Nvidia sees AI applications as a critical growth driver, with Bloomberg attributing a $4.6 billion increase in the wealth of Nvidia founder Jensen Huang to the popularity of ChatGPT, an AI chatbot.
Magic3D’s Capabilities
Magic3D uses a two-step approach that refines a low-resolution model to a higher resolution through a text-to-image model and then into volumetric NeRF data. This process allows Magic3D to produce 3D objects twice as fast as Google’s DreamFusion.
In addition to text-prompt-based 3D modeling, Magic3D can also perform prompt-based 3D mesh editing. By modifying the text prompt, the 3D model can be altered accordingly.
The authors of Magic3D have also demonstrated the ability to maintain subject consistency across multiple generations and apply the style of a 2D image to a 3D model.
Generative AI and 3D Printing: A Promising Future
Physna
Paul Powers, CEO of Physna Inc., believes that generative AI has the potential to revolutionize 3D printing. Despite being a 3D search and analysis company, Physna quickly built a basic generative AI prototype for 3D models and scenes in just two weeks with only three engineers and 8,000 models.
According to Powers, the main obstacle preventing the widespread adoption of generative AI in 3D printing is the limited availability of labeled 3D data and the difficulty of creating complex 3D models.
This has made 3D analysis historically challenging, with fewer companies focusing on the area in comparison to 2D analysis.
Google’s DreamFusion
Google’s DreamFusion team also highlights the lack of 3D data compared to 2D data as a challenge for generative AI in 3D printing. While training on NeRFs (Neural Radiance Fields) may be more helpful than training on 2D models, they are not a suitable substitute for labeled 3D models.
Without a solution, generative AI will not perform as well in 3D as it does in other areas in the near future.
Introduction to GPU Computing
GPU computing is a type of hybrid or heterogeneous computing that utilizes a graphics processing unit (GPU) as a co-processor to speed up the performance of CPU-based applications.
This is achieved by offloading some of the time-consuming and compute-intensive code to the GPU, which has hundreds of smaller cores in comparison to the 4 to 8 cores of a CPU. This results in an overall faster performance from the application from the user’s perspective.
NVIDIA’s CUDA Parallel Programming Model
Application developers can take advantage of the parallel GPU architecture’s performance by using NVIDIA’s “CUDA” parallel programming model. This model is supported by all NVIDIA GPUs, including GeForce, Quadro, and Tesla.
It allows developers to write parallel algorithms that can be executed on a GPU and combined with the rest of the application code running on the CPU.
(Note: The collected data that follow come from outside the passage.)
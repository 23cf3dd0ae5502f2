//! # Pipeline Constants
//!
//! Filesystem layout shared by the orchestrator, the executors and the report renderer.
//! Every path is relative to a simulation's workdir (`{data_path}/SIM_{id}`).

/// Prefix of a simulation workdir name
pub const WORKDIR_PREFIX: &str = "SIM_";

/// Stdout of the simulator binary
pub const CLI_OUTPUT_FILE: &str = "cli_out.csv";

/// Artifact name recorded for the simulator output
pub const CLI_OUTPUT_NAME: &str = "cli_out";

/// Analyzer outputs (parquet datasets)
pub const ANALYZER_OUTPUT_DIR: &str = "output_data";

/// Output of a locally run analyzer, inside [`ANALYZER_OUTPUT_DIR`]
pub const ANALYZER_OUTPUT_FILE: &str = "analyzer_out.parquet";

pub const PLOTS_DIR: &str = "plots";

pub const REPORTS_DIR: &str = "reports";

pub const REPORT_FILE: &str = "simulation_report.pdf";

pub const LOGS_DIR: &str = "logs";

pub const CONFIGURATION_EXTENSION: &str = "json";

/// Step error message recorded when a stage is revoked
pub const REVOKED_MESSAGE: &str = "revoked";

/// Parameters plotted by the report stage unless configured otherwise
pub const DEFAULT_TRACKED_PARAMETERS: [&str; 10] = [
    "normalized_entropy",
    "cloneCount",
    "systemSize",
    "entropy",
    "birth_efficiency",
    "birth_resistance",
    "lifespan_efficiency",
    "lifespan_resistance",
    "success_efficiency",
    "success_resistance",
];

/// Worker-pool task names, one per stage
pub mod tasks {
    pub const CLI: &str = "SIMBAD-CLI";
    pub const ANALYZER: &str = "SIMBAD-ANALYZER";
    pub const REPORT: &str = "SIMBAD-REPORTS";
    pub const PLOT: &str = "SIMBAD-PLOT";
}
NVIDIA’s Differentiable Interpolation-Based Renderer (DIB-R)
NVIDIA has introduced a rendering framework called the Differentiable Interpolation-based Renderer (DIB-R), which has the potential to improve different areas of 3D design and robotics.
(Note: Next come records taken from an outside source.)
//! # Runtime Info
//!
//! Progress and resource snapshots of an in-flight stage. The executor's monitoring task
//! is the only producer; the stage's polling loop reads snapshots and persists them. When
//! the step completes the snapshot is frozen to idle values.

use serde::{Deserialize, Serialize};

use crate::state_machine::PipelineStage;

/// Snapshot of the simulator subprocess
#[derive(Debug, Clone, Default, PartialEq, Serialize, Deserialize)]
pub struct CliRuntimeInfo {
    pub cpu_percent: f32,
    pub memory_bytes: u64,
    pub progress: f64,
    #[serde(default, skip_serializing_if = "Option::is_none")]
    pub error: Option<String>,
}

/// Snapshot reported by the analyzer backend
#[derive(Debug, Clone, Default, PartialEq, Serialize, Deserialize)]
pub struct AnalyzerRuntimeInfo {
    #[serde(default)]
    pub progress: f64,
    #[serde(default, alias = "finished")]
    pub is_finished: bool,
    #[serde(default, skip_serializing_if = "Option::is_none")]
    pub error: Option<String>,
}

/// Progress of the report fan-out
#[derive(Debug, Clone, Default, PartialEq, Serialize, Deserialize)]
pub struct ReportRuntimeInfo {
    pub progress: f64,
    pub completed_jobs: usize,
    pub total_jobs: usize,
    #[serde(default, skip_serializing_if = "Option::is_none")]
    pub error: Option<String>,
}

impl ReportRuntimeInfo {
    pub fn with_jobs(completed_jobs: usize, total_jobs: usize) -> Self {
        let progress = if total_jobs == 0 {
            100.0
        } else {
            completed_jobs as f64 / total_jobs as f64 * 100.0
        };
        Self {
            progress,
            completed_jobs,
            total_jobs,
            error: None,
        }
    }
}

/// Runtime snapshot, shaped by the stage that owns it
#[derive(Debug, Clone, PartialEq, Serialize, Deserialize)]
#[serde(tag = "kind", rename_all = "snake_case")]
pub enum RuntimeInfo {
    Cli(CliRuntimeInfo),
    Analyzer(AnalyzerRuntimeInfo),
    Report(ReportRuntimeInfo),
}

impl RuntimeInfo {
    /// Initial snapshot for a stage.
    ///
    /// Executors are stage-agnostic; the stage decides the shape so a local binary run for
    /// the analyzer still reports analyzer-shaped progress.
    pub fn initial(stage: PipelineStage) -> Self {
        match stage {
            PipelineStage::Analyzer => Self::Analyzer(AnalyzerRuntimeInfo::default()),
            PipelineStage::Report => Self::Report(ReportRuntimeInfo::default()),
            _ => Self::Cli(CliRuntimeInfo::default()),
        }
    }

    pub fn progress(&self) -> f64 {
        match self {
            Self::Cli(info) => info.progress,
            Self::Analyzer(info) => info.progress,
            Self::Report(info) => info.progress,
        }
    }

    pub fn error(&self) -> Option<&str> {
        match self {
            Self::Cli(info) => info.error.as_deref(),
            Self::Analyzer(info) => info.error.as_deref(),
            Self::Report(info) => info.error.as_deref(),
        }
    }

    pub fn set_error(&mut self, error: impl Into<String>) {
        let error = Some(error.into());
        match self {
            Self::Cli(info) => info.error = error,
            Self::Analyzer(info) => info.error = error,
            Self::Report(info) => info.error = error,
        }
    }

    /// Overwrite the progress percentage, keeping resource readings
    pub fn set_progress(&mut self, progress: f64) {
        match self {
            Self::Cli(info) => info.progress = progress,
            Self::Analyzer(info) => info.progress = progress,
            Self::Report(info) => info.progress = progress,
        }
    }

    /// Idle values recorded once the step is done: no resource usage, full progress
    pub fn frozen(&self) -> Self {
        match self {
            Self::Cli(info) => Self::Cli(CliRuntimeInfo {
                cpu_percent: 0.0,
                memory_bytes: 0,
                progress: 100.0,
                error: info.error.clone(),
            }),
            Self::Analyzer(info) => Self::Analyzer(AnalyzerRuntimeInfo {
                progress: 100.0,
                is_finished: true,
                error: info.error.clone(),
            }),
            Self::Report(info) => Self::Report(ReportRuntimeInfo {
                progress: 100.0,
                completed_jobs: info.total_jobs,
                total_jobs: info.total_jobs,
                error: info.error.clone(),
            }),
        }
    }

    /// Reshape a snapshot coming from an executor into the stage's own variant
    pub fn reshape_for(self, stage: PipelineStage) -> Self {
        match (stage, self) {
            (PipelineStage::Analyzer, Self::Cli(info)) => Self::Analyzer(AnalyzerRuntimeInfo {
                progress: info.progress,
                is_finished: false,
                error: info.error,
            }),
            (PipelineStage::Cli, Self::Analyzer(info)) => Self::Cli(CliRuntimeInfo {
                progress: info.progress,
                error: info.error,
                ..CliRuntimeInfo::default()
            }),
            (_, info) => info,
        }
    }
}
DIB-R is capable of transforming 2D images into 3D models in seconds, by predicting the shape, color, texture, and lighting of an image. This is achieved by transforming the input from a 2D image into a map, which is then utilized to create a polygon sphere and generate a 3D model.
GPU Computing in 3D Printing
Daghan Cam, a former teaching fellow at the University College London’s Bartlett School of Architecture, utilized GPU computing to create a flawless 3D printed architecture.
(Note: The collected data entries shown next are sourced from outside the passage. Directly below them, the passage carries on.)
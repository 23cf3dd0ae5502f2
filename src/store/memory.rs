//! In-memory pipeline store.
//!
//! All tables live behind one `parking_lot::RwLock`; each operation takes the write lock
//! once, validates everything first and only then mutates, so a failed operation leaves
//! no partial writes behind.

use async_trait::async_trait;
use chrono::Utc;
use parking_lot::RwLock;
use std::collections::{BTreeMap, HashMap};

use super::PipelineStore;
use crate::error::{StoreError, StoreResult};
use crate::models::{Artifact, NewArtifact, NewSimulation, RuntimeInfo, Simulation, Step};
use crate::state_machine::{PipelineStage, StepEvent, StepStateMachine, StepStatus};

#[derive(Debug, Default)]
struct Tables {
    simulations: BTreeMap<i64, Simulation>,
    steps: BTreeMap<i64, Step>,
    artifacts: BTreeMap<i64, Artifact>,
    runtime_info: HashMap<i64, RuntimeInfo>,
    last_simulation_id: i64,
    last_step_id: i64,
    last_artifact_id: i64,
}

impl Tables {
    fn simulation(&self, simulation_id: i64) -> StoreResult<&Simulation> {
        self.simulations
            .get(&simulation_id)
            .ok_or_else(|| StoreError::not_found("simulation", simulation_id))
    }

    fn step(&self, step_id: i64) -> StoreResult<&Step> {
        self.steps
            .get(&step_id)
            .ok_or_else(|| StoreError::not_found("step", step_id))
    }

    fn ongoing_step(&self, simulation_id: i64) -> Option<&Step> {
        self.steps
            .values()
            .find(|step| step.simulation_id == simulation_id && step.is_ongoing())
    }

    fn insert_step(&mut self, simulation_id: i64, origin: PipelineStage) -> Step {
        self.last_step_id += 1;
        let step = Step {
            step_id: self.last_step_id,
            simulation_id,
            started_at: Utc::now(),
            finished_at: None,
            origin,
            status: StepStatus::Ongoing,
            error_message: None,
            task_handle: None,
        };
        self.steps.insert(step.step_id, step.clone());
        step
    }

    fn insert_artifacts(&mut self, step: &Step, artifacts: Vec<NewArtifact>) -> Vec<Artifact> {
        artifacts
            .into_iter()
            .map(|artifact| {
                self.last_artifact_id += 1;
                let artifact = artifact
                    .for_step(step.simulation_id, step.step_id)
                    .into_artifact(self.last_artifact_id);
                self.artifacts.insert(artifact.artifact_id, artifact.clone());
                artifact
            })
            .collect()
    }

    /// Apply a terminal event to a step, returning the updated record
    fn close_step(
        &mut self,
        step_id: i64,
        event: &StepEvent,
        final_runtime_info: Option<RuntimeInfo>,
    ) -> StoreResult<Step> {
        let current = self.step(step_id)?.status;
        let target = StepStateMachine::transition(current, event)?;

        if let Some(info) = final_runtime_info {
            self.runtime_info.insert(step_id, info);
        }

        let step = self
            .steps
            .get_mut(&step_id)
            .ok_or_else(|| StoreError::not_found("step", step_id))?;
        step.status = target;
        step.finished_at = Some(Utc::now());
        step.error_message = event.error_message().map(str::to_string);
        Ok(step.clone())
    }
}

/// Process-local store, used by tests and single-process deployments
#[derive(Debug, Default)]
pub struct InMemoryStore {
    tables: RwLock<Tables>,
}

impl InMemoryStore {
    pub fn new() -> Self {
        Self::default()
    }
}

#[async_trait]
impl PipelineStore for InMemoryStore {
    async fn create_simulation(
        &self,
        new_simulation: NewSimulation,
    ) -> StoreResult<(Simulation, Step)> {
        let mut tables = self.tables.write();
        tables.last_simulation_id += 1;
        let simulation_id = tables.last_simulation_id;

        let mut step = tables.insert_step(simulation_id, new_simulation.initial_stage);
        step.started_at = new_simulation.started_at;
        tables.steps.insert(step.step_id, step.clone());

        let simulation = Simulation {
            simulation_id,
            name: new_simulation.name,
            started_at: new_simulation.started_at,
            finished_at: None,
            current_step: new_simulation.initial_stage,
            current_step_id: Some(step.step_id),
            workdir: None,
        };
        tables.simulations.insert(simulation_id, simulation.clone());

        Ok((simulation, step))
    }

    async fn register_configuration(
        &self,
        simulation_id: i64,
        workdir: &str,
        artifact: NewArtifact,
    ) -> StoreResult<Artifact> {
        let mut tables = self.tables.write();
        let step_id = tables
            .simulation(simulation_id)?
            .current_step_id
            .ok_or_else(|| StoreError::not_found("step for simulation", simulation_id))?;
        let step = tables.step(step_id)?.clone();

        let mut persisted = tables.insert_artifacts(&step, vec![artifact]);
        if let Some(simulation) = tables.simulations.get_mut(&simulation_id) {
            simulation.workdir = Some(workdir.to_string());
        }

        persisted.pop().ok_or_else(|| {
            StoreError::Database("configuration artifact was not stored".to_string())
        })
    }

    async fn begin_step(
        &self,
        simulation_id: i64,
        origin: PipelineStage,
        initial: RuntimeInfo,
    ) -> StoreResult<Step> {
        let mut tables = self.tables.write();
        tables.simulation(simulation_id)?;

        let step = match tables.ongoing_step(simulation_id) {
            Some(ongoing) if ongoing.origin == origin => ongoing.clone(),
            Some(ongoing) => {
                return Err(StoreError::StepAlreadyOngoing {
                    simulation_id,
                    step_id: ongoing.step_id,
                })
            }
            None => tables.insert_step(simulation_id, origin),
        };

        tables.runtime_info.insert(step.step_id, initial);
        if let Some(simulation) = tables.simulations.get_mut(&simulation_id) {
            simulation.current_step = origin;
            simulation.current_step_id = Some(step.step_id);
        }

        Ok(step)
    }

    async fn set_task_handle(&self, step_id: i64, task_handle: &str) -> StoreResult<()> {
        let mut tables = self.tables.write();
        let step = tables
            .steps
            .get_mut(&step_id)
            .ok_or_else(|| StoreError::not_found("step", step_id))?;
        step.task_handle = Some(task_handle.to_string());
        Ok(())
    }

    async fn update_runtime_info(
        &self,
        step_id: i64,
        runtime_info: &RuntimeInfo,
    ) -> StoreResult<()> {
        let mut tables = self.tables.write();
        tables.step(step_id)?;
        tables.runtime_info.insert(step_id, runtime_info.clone());
        Ok(())
    }

    async fn complete_step(
        &self,
        step_id: i64,
        artifacts: Vec<NewArtifact>,
        final_runtime_info: Option<RuntimeInfo>,
    ) -> StoreResult<Vec<Artifact>> {
        let mut tables = self.tables.write();
        let step = tables.close_step(step_id, &StepEvent::Complete, final_runtime_info)?;
        Ok(tables.insert_artifacts(&step, artifacts))
    }

    async fn fail_step(
        &self,
        step_id: i64,
        error_message: &str,
        final_runtime_info: Option<RuntimeInfo>,
    ) -> StoreResult<Step> {
        let mut tables = self.tables.write();
        tables.close_step(
            step_id,
            &StepEvent::fail_with_error(error_message),
            final_runtime_info,
        )
    }

    async fn finish_simulation(&self, simulation_id: i64) -> StoreResult<Simulation> {
        let mut tables = self.tables.write();
        let simulation = tables
            .simulations
            .get_mut(&simulation_id)
            .ok_or_else(|| StoreError::not_found("simulation", simulation_id))?;
        simulation.finished_at = Some(Utc::now());
        simulation.current_step = PipelineStage::Finished;
        Ok(simulation.clone())
    }

    async fn simulation(&self, simulation_id: i64) -> StoreResult<Simulation> {
        self.tables.read().simulation(simulation_id).cloned()
    }

    async fn step(&self, step_id: i64) -> StoreResult<Step> {
        self.tables.read().step(step_id).cloned()
    }

    async fn artifact(&self, artifact_id: i64) -> StoreResult<Artifact> {
        self.tables
            .read()
            .artifacts
            .get(&artifact_id)
            .cloned()
            .ok_or_else(|| StoreError::not_found("artifact", artifact_id))
    }

    async fn steps_for_simulation(&self, simulation_id: i64) -> StoreResult<Vec<Step>> {
        let tables = self.tables.read();
        tables.simulation(simulation_id)?;
        Ok(tables
            .steps
            .values()
            .filter(|step| step.simulation_id == simulation_id)
            .cloned()
            .collect())
    }

    async fn artifacts_for_step(&self, step_id: i64) -> StoreResult<Vec<Artifact>> {
        let tables = self.tables.read();
        tables.step(step_id)?;
        Ok(tables
            .artifacts
            .values()
            .filter(|artifact| artifact.step_id == step_id)
            .cloned()
            .collect())
    }

    async fn artifacts_for_simulation(&self, simulation_id: i64) -> StoreResult<Vec<Artifact>> {
        let tables = self.tables.read();
        tables.simulation(simulation_id)?;
        Ok(tables
            .artifacts
            .values()
            .filter(|artifact| artifact.simulation_id == simulation_id)
            .cloned()
            .collect())
    }

    async fn runtime_info(&self, step_id: i64) -> StoreResult<Option<RuntimeInfo>> {
        let tables = self.tables.read();
        tables.step(step_id)?;
        Ok(tables.runtime_info.get(&step_id).cloned())
    }

    async fn current_simulation(&self) -> StoreResult<Option<Simulation>> {
        let tables = self.tables.read();
        Ok(tables
            .simulations
            .values()
            .rev()
            .find(|simulation| tables.ongoing_step(simulation.simulation_id).is_some())
            .cloned())
    }

    async fn latest_simulation(&self) -> StoreResult<Option<Simulation>> {
        Ok(self.tables.read().simulations.values().next_back().cloned())
    }
}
He used his expertise with the CUDA parallel programming model and NVIDIA GPUs to teach his robotic fabrication system to utilize algorithms to finish his abstractly designed structures.
Conclusion
In conclusion, NVIDIA’s Magic3D is a revolutionary technology that enables users to transform 2D images into 3D models with ease. The technology is based on the NVIDIA rendering framework known as DIB-R, which is a differentiable interpolation-based renderer.
With the ability to render 3D models in seconds, NVIDIA’s Magic3D technology is poised to be a game-changer in the world of 3D printing.